**Assigned task**. The answer is all of the data, repeated exactly.

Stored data
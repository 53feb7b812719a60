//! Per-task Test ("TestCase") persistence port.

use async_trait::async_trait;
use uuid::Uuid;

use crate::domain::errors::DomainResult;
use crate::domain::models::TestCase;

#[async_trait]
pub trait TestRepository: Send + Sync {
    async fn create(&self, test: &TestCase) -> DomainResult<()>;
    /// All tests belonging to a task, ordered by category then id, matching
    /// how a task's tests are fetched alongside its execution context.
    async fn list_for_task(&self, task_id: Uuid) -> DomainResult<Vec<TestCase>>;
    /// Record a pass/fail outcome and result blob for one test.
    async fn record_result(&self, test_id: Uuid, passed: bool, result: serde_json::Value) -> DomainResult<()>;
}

**Answer for this exercise**.
repository 53feb7b812719a60
//! Per-task Test ("TestCase") persistence port.

use async_trait::async_trait;
use uuid::Uuid;

use crate::domain::errors::DomainResult;
use crate::domain::models::TestCase;

#[async_trait]
pub trait TestRepository: Send + Sync {
    async fn create(&self, test: &TestCase) -> DomainResult<()>;
    /// All tests belonging to a task, ordered by category then id, matching
    /// how a task's tests are fetched alongside its execution context.
    async fn list_for_task(&self, task_id: Uuid) -> DomainResult<Vec<TestCase>>;
    /// Record a pass/fail outcome and result blob for one test.
    async fn record_result(&self, test_id: Uuid, passed: bool, result: serde_json::Value) -> DomainResult<()>;
}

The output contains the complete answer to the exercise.